Illustration d’un timide changement ? La première chaîne d’information étatique compte depuis plus d’un an parmi ses présentatrices une jeune femme noire, Randa Abdel Aziz, qui désormais décline les interviews pour échapper au feu des projecteurs après avoir fait le buzz.

Des discriminations à tous les niveaux

Sur son site Internet, l’ONG internationale Minority Rights Group (MRG) évoque " des taux disproportionnellement élevés d’analphabétisme et de chômage " dans une communauté largement confinée aux emplois d’ouvriers et de travailleurs domestiques.

" La discrimination se constate à tous les niveaux ", reconnaît Saad Salloum, expert des questions de diversité religieuse et ethnique en Irak.

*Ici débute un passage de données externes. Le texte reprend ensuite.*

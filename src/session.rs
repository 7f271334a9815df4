//! Browser session management
//!
//! The capture pipeline talks to the browser only through the [`PageSource`]
//! and [`PageSession`] traits defined here. [`BrowserSession`] implements them
//! on top of chromiumoxide, either by launching a local Chrome or by attaching
//! to a remote debugging endpoint.

use crate::cdp::CdpPage;
use crate::{
    create_browser_config, user_data_dir, BrowserSettings, CaptureError, Config, Cookie,
    ImageFormat, Viewport,
};
use async_trait::async_trait;
use chromiumoxide::browser::Browser;
use futures::stream::BoxStream;
use futures::StreamExt;
use std::path::PathBuf;
use std::sync::Arc;
use tokio::sync::Mutex;
use tracing::{debug, error, info, warn};

/// Response metadata carried by a "response received" observation
#[derive(Debug, Clone, PartialEq)]
pub struct ResponseMeta {
    pub url: String,
    pub status: i64,
    pub status_text: String,
    pub protocol: String,
    pub headers: Vec<(String, String)>,
    pub mime_type: String,
    pub encoded_data_length: f64,
}

/// Low-level network lifecycle observation of one page
#[derive(Debug, Clone, PartialEq)]
pub enum NetworkEvent {
    RequestWillBeSent {
        request_id: String,
        method: String,
        url: String,
        headers: Vec<(String, String)>,
    },
    ResponseReceived {
        request_id: String,
        response: ResponseMeta,
    },
    DataReceived {
        request_id: String,
        encoded_data_length: u64,
    },
}

impl NetworkEvent {
    pub fn request_id(&self) -> &str {
        match self {
            NetworkEvent::RequestWillBeSent { request_id, .. }
            | NetworkEvent::ResponseReceived { request_id, .. }
            | NetworkEvent::DataReceived { request_id, .. } => request_id,
        }
    }
}

/// Cookie as reported by the browser's cookie jar
#[derive(Debug, Clone, PartialEq)]
pub struct SessionCookie {
    pub name: String,
    pub value: String,
    pub domain: String,
    pub path: String,
    /// Seconds since the epoch, negative for session cookies
    pub expires: f64,
    pub http_only: bool,
    pub secure: bool,
}

/// Screenshot clip rectangle in CSS pixels
#[derive(Debug, Clone, Copy, PartialEq)]
pub struct Clip {
    pub x: f64,
    pub y: f64,
    pub width: f64,
    pub height: f64,
}

/// Control channel to one browser page
#[async_trait]
pub trait PageSession: Send + Sync {
    /// Network lifecycle events of the page, from the moment of the call on.
    async fn network_events(&self) -> Result<BoxStream<'static, NetworkEvent>, CaptureError>;

    /// Accept every JavaScript dialog the page opens.
    async fn auto_dismiss_dialogs(&self) -> Result<(), CaptureError>;

    /// Enable the page and network domains and lifecycle events.
    async fn enable_domains(&self) -> Result<(), CaptureError>;

    async fn emulate_viewport(&self, viewport: &Viewport) -> Result<(), CaptureError>;

    async fn deny_downloads(&self) -> Result<(), CaptureError>;

    async fn add_script_on_new_document(&self, source: &str) -> Result<(), CaptureError>;

    async fn set_cookie(&self, cookie: &Cookie) -> Result<(), CaptureError>;

    /// Evaluate `expression` and return its value. Script exceptions are errors.
    async fn evaluate(&self, expression: &str) -> Result<serde_json::Value, CaptureError>;

    /// Start navigating to `url`.
    ///
    /// Returns the names of the lifecycle events fired for the new document.
    async fn navigate(&self, url: &str) -> Result<BoxStream<'static, String>, CaptureError>;

    async fn title(&self) -> Result<Option<String>, CaptureError>;

    /// Width and height of the rendered content in CSS pixels.
    async fn content_size(&self) -> Result<(f64, f64), CaptureError>;

    async fn capture_image(
        &self,
        clip: Clip,
        quality: u8,
        format: ImageFormat,
    ) -> Result<Vec<u8>, CaptureError>;

    async fn render_pdf(&self) -> Result<Vec<u8>, CaptureError>;

    async fn outer_html(&self) -> Result<String, CaptureError>;

    async fn response_body(&self, request_id: &str) -> Result<Vec<u8>, CaptureError>;

    async fn all_cookies(&self) -> Result<Vec<SessionCookie>, CaptureError>;

    async fn close(&self) -> Result<(), CaptureError>;
}

/// Something that hands out fresh pages
#[async_trait]
pub trait PageSource: Send + Sync {
    async fn open_page(&self) -> Result<Arc<dyn PageSession>, CaptureError>;
}

/// A live browser, launched locally or attached remotely
pub struct BrowserSession {
    browser: Mutex<Browser>,
    handler: tokio::task::JoinHandle<Result<(), chromiumoxide::error::CdpError>>,
    /// Throwaway profile of a locally launched browser
    user_data_dir: Option<PathBuf>,
    settings: BrowserSettings,
}

impl BrowserSession {
    /// Launch a local Chrome with a throwaway profile.
    pub async fn launch(config: &Config) -> Result<Self, CaptureError> {
        let profile = user_data_dir();
        tokio::fs::create_dir_all(&profile).await.map_err(|e| {
            CaptureError::BrowserLaunchFailed(format!("Failed to create user data dir: {e}"))
        })?;

        let browser_config = create_browser_config(config, &profile)?;
        let (browser, handler) = Browser::launch(browser_config)
            .await
            .map_err(|e| CaptureError::BrowserLaunchFailed(e.to_string()))?;

        info!("Launched local browser with profile {}", profile.display());
        Ok(Self {
            browser: Mutex::new(browser),
            handler: spawn_handler(handler),
            user_data_dir: Some(profile),
            settings: config.browser.clone(),
        })
    }

    /// Attach to a browser exposing its debugging endpoint at `addr` (`host:port`).
    pub async fn connect(addr: &str, settings: &BrowserSettings) -> Result<Self, CaptureError> {
        let client = reqwest::Client::builder()
            .timeout(settings.connect_timeout)
            .build()?;
        let ws_url = resolve_websocket_url(&client, addr).await?;

        let (browser, handler) =
            tokio::time::timeout(settings.connect_timeout, Browser::connect(ws_url.clone()))
                .await
                .map_err(|_| {
                    CaptureError::RemoteUnavailable(format!("Timed out connecting to {ws_url}"))
                })?
                .map_err(|e| CaptureError::RemoteUnavailable(e.to_string()))?;

        info!("Attached to remote browser at {}", addr);
        Ok(Self {
            browser: Mutex::new(browser),
            handler: spawn_handler(handler),
            user_data_dir: None,
            settings: settings.clone(),
        })
    }

    pub async fn from_config(config: &Config) -> Result<Self, CaptureError> {
        match &config.remote_addr {
            Some(addr) => Self::connect(addr, &config.browser).await,
            None => Self::launch(config).await,
        }
    }

    pub fn settings(&self) -> &BrowserSettings {
        &self.settings
    }

    pub fn is_alive(&self) -> bool {
        !self.handler.is_finished()
    }

    /// Close a launched browser or detach from a remote one.
    pub async fn shutdown(self) {
        if self.user_data_dir.is_some() {
            let mut browser = self.browser.lock().await;
            if let Err(e) = browser.close().await {
                warn!("Failed to close browser: {}", e);
            }
            let _ = browser.wait().await;
        }
        self.handler.abort();

        if let Some(dir) = &self.user_data_dir {
            if let Err(e) = tokio::fs::remove_dir_all(dir).await {
                debug!("Failed to remove {}: {}", dir.display(), e);
            }
        }
    }
}

#[async_trait]
impl PageSource for BrowserSession {
    async fn open_page(&self) -> Result<Arc<dyn PageSession>, CaptureError> {
        let page = self
            .browser
            .lock()
            .await
            .new_page("about:blank")
            .await
            .map_err(|e| CaptureError::PageAllocationFailed(e.to_string()))?;

        Ok(Arc::new(CdpPage::new(page, self.settings.debug)))
    }
}

/// The handler implements Stream and must be polled for the browser to make progress.
fn spawn_handler(
    mut handler: chromiumoxide::Handler,
) -> tokio::task::JoinHandle<Result<(), chromiumoxide::error::CdpError>> {
    tokio::spawn(async move {
        loop {
            match handler.next().await {
                Some(Ok(_)) => continue,
                Some(Err(e)) => {
                    error!("Handler error: {}", e);
                    return Err(e);
                }
                None => {
                    info!("Handler stream ended");
                    break;
                }
            }
        }
        Ok(())
    })
}

/// Resolve the browser websocket URL of a remote debugging endpoint.
///
/// Chrome only answers `/json/version` for IP or `localhost` hosts, so the
/// request claims to be for `localhost` and the answer is rewritten back.
pub async fn resolve_websocket_url(
    client: &reqwest::Client,
    addr: &str,
) -> Result<String, CaptureError> {
    #[derive(serde::Deserialize)]
    struct Version {
        #[serde(rename = "webSocketDebuggerUrl")]
        web_socket_debugger_url: String,
    }

    let version: Version = client
        .get(format!("http://{addr}/json/version"))
        .header(reqwest::header::HOST, "localhost")
        .send()
        .await
        .map_err(|e| CaptureError::RemoteUnavailable(e.to_string()))?
        .error_for_status()
        .map_err(|e| CaptureError::RemoteUnavailable(e.to_string()))?
        .json()
        .await
        .map_err(|e| CaptureError::RemoteUnavailable(e.to_string()))?;

    Ok(version
        .web_socket_debugger_url
        .replacen("localhost", addr, 1))
}

#[cfg(test)]
mod tests {
    use super::*;
    use wiremock::matchers::{header, method, path};
    use wiremock::{Mock, MockServer, ResponseTemplate};

    #[tokio::test]
    async fn test_resolve_websocket_url_rewrites_host() {
        let server = MockServer::start().await;
        Mock::given(method("GET"))
            .and(path("/json/version"))
            .and(header("host", "localhost"))
            .respond_with(ResponseTemplate::new(200).set_body_json(serde_json::json!({
                "Browser": "HeadlessChrome/120.0",
                "webSocketDebuggerUrl": "ws://localhost/devtools/browser/abc"
            })))
            .mount(&server)
            .await;

        let addr = server.address().to_string();
        let url = resolve_websocket_url(&reqwest::Client::new(), &addr)
            .await
            .unwrap();

        assert_eq!(url, format!("ws://{addr}/devtools/browser/abc"));
    }

    #[tokio::test]
    async fn test_resolve_websocket_url_unreachable() {
        let server = MockServer::start().await;
        Mock::given(method("GET"))
            .respond_with(ResponseTemplate::new(404))
            .mount(&server)
            .await;

        let err = resolve_websocket_url(&reqwest::Client::new(), &server.address().to_string())
            .await
            .unwrap_err();
        assert!(matches!(err, CaptureError::RemoteUnavailable(_)));
        assert!(err.is_fatal());
    }

    #[test]
    fn test_network_event_request_id() {
        let event = NetworkEvent::DataReceived {
            request_id: "42.1".to_string(),
            encoded_data_length: 10,
        };
        assert_eq!(event.request_id(), "42.1");
    }
}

" Politiquement, ils n’ont pas de représentation. Socialement, certains stéréotypes restent enracinés dans la culture dominante. Économiquement, la majorité vit sous le seuil de pauvreté ", résume l’expert.

En 2013, Jalal Thiyab, fondateur de la première association de défense des droits de la minorité, avait été assassiné, peu après des élections locales à Bassora.

" Il reste un long chemin à parcourir afin de parvenir à l’égalité pour cette minorité et toutes les autres ", estime M. Salloum.